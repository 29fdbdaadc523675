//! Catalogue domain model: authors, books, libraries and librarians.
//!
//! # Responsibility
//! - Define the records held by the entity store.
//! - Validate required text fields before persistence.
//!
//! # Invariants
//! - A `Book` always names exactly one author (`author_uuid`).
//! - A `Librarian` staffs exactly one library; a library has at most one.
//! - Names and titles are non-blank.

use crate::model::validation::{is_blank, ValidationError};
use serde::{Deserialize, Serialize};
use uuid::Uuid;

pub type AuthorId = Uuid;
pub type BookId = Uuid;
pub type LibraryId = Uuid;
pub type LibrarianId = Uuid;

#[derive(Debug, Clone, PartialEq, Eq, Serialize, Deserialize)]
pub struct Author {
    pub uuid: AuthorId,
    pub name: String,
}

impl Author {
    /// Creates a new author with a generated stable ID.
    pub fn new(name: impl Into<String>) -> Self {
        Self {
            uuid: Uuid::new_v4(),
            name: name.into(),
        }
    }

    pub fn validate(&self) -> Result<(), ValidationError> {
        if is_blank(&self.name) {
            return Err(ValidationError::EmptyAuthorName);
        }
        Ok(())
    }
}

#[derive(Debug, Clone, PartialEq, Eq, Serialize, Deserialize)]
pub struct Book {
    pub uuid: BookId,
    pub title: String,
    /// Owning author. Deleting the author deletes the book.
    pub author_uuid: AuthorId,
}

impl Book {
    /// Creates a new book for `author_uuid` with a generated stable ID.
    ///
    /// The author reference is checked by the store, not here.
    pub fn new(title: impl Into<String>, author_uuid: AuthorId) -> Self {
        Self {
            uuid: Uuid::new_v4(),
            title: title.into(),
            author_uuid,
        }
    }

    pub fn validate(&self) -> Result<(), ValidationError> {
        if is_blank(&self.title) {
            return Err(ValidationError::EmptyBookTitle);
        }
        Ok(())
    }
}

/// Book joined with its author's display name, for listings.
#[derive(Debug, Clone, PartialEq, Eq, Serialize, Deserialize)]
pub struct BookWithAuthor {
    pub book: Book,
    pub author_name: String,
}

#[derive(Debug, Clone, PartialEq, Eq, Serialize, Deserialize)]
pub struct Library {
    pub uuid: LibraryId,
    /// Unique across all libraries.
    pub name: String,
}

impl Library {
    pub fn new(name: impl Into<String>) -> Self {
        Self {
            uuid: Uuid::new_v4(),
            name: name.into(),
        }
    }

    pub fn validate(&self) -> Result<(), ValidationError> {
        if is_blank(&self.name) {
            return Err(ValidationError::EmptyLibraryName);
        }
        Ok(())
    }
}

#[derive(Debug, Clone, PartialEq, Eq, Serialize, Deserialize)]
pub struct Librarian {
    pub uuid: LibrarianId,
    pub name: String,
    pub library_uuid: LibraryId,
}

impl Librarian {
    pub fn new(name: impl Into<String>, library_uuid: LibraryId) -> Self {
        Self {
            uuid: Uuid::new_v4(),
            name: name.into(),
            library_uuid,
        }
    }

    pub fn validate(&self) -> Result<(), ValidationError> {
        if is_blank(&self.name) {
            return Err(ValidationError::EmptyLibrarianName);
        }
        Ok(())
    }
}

+ + +

Give back the complete material verbatim.

repository 29fdbdaadc523675
//! Catalogue domain model: authors, books, libraries and librarians.
//!
//! # Responsibility
//! - Define the records held by the entity store.
//! - Validate required text fields before persistence.
//!
//! # Invariants
//! - A `Book` always names exactly one author (`author_uuid`).
//! - A `Librarian` staffs exactly one library; a library has at most one.
//! - Names and titles are non-blank.

use crate::model::validation::{is_blank, ValidationError};
use serde::{Deserialize, Serialize};
use uuid::Uuid;

pub type AuthorId = Uuid;
pub type BookId = Uuid;
pub type LibraryId = Uuid;
pub type LibrarianId = Uuid;

#[derive(Debug, Clone, PartialEq, Eq, Serialize, Deserialize)]
pub struct Author {
    pub uuid: AuthorId,
    pub name: String,
}

impl Author {
    /// Creates a new author with a generated stable ID.
    pub fn new(name: impl Into<String>) -> Self {
        Self {
            uuid: Uuid::new_v4(),
            name: name.into(),
        }
    }

    pub fn validate(&self) -> Result<(), ValidationError> {
        if is_blank(&self.name) {
            return Err(ValidationError::EmptyAuthorName);
        }
        Ok(())
    }
}

#[derive(Debug, Clone, PartialEq, Eq, Serialize, Deserialize)]
pub struct Book {
    pub uuid: BookId,
    pub title: String,
    /// Owning author. Deleting the author deletes the book.
    pub author_uuid: AuthorId,
}

impl Book {
    /// Creates a new book for `author_uuid` with a generated stable ID.
    ///
    /// The author reference is checked by the store, not here.
    pub fn new(title: impl Into<String>, author_uuid: AuthorId) -> Self {
        Self {
            uuid: Uuid::new_v4(),
            title: title.into(),
            author_uuid,
        }
    }

    pub fn validate(&self) -> Result<(), ValidationError> {
        if is_blank(&self.title) {
            return Err(ValidationError::EmptyBookTitle);
        }
        Ok(())
    }
}

/// Book joined with its author's display name, for listings.
#[derive(Debug, Clone, PartialEq, Eq, Serialize, Deserialize)]
pub struct BookWithAuthor {
    pub book: Book,
    pub author_name: String,
}

#[derive(Debug, Clone, PartialEq, Eq, Serialize, Deserialize)]
pub struct Library {
    pub uuid: LibraryId,
    /// Unique across all libraries.
    pub name: String,
}

impl Library {
    pub fn new(name: impl Into<String>) -> Self {
        Self {
            uuid: Uuid::new_v4(),
            name: name.into(),
        }
    }

    pub fn validate(&self) -> Result<(), ValidationError> {
        if is_blank(&self.name) {
            return Err(ValidationError::EmptyLibraryName);
        }
        Ok(())
    }
}

#[derive(Debug, Clone, PartialEq, Eq, Serialize, Deserialize)]
pub struct Librarian {
    pub uuid: LibrarianId,
    pub name: String,
    pub library_uuid: LibraryId,
}

impl Librarian {
    pub fn new(name: impl Into<String>, library_uuid: LibraryId) -> Self {
        Self {
            uuid: Uuid::new_v4(),
            name: name.into(),
            library_uuid,
        }
    }

    pub fn validate(&self) -> Result<(), ValidationError> {
        if is_blank(&self.name) {
            return Err(ValidationError::EmptyLibrarianName);
        }
        Ok(())
    }
}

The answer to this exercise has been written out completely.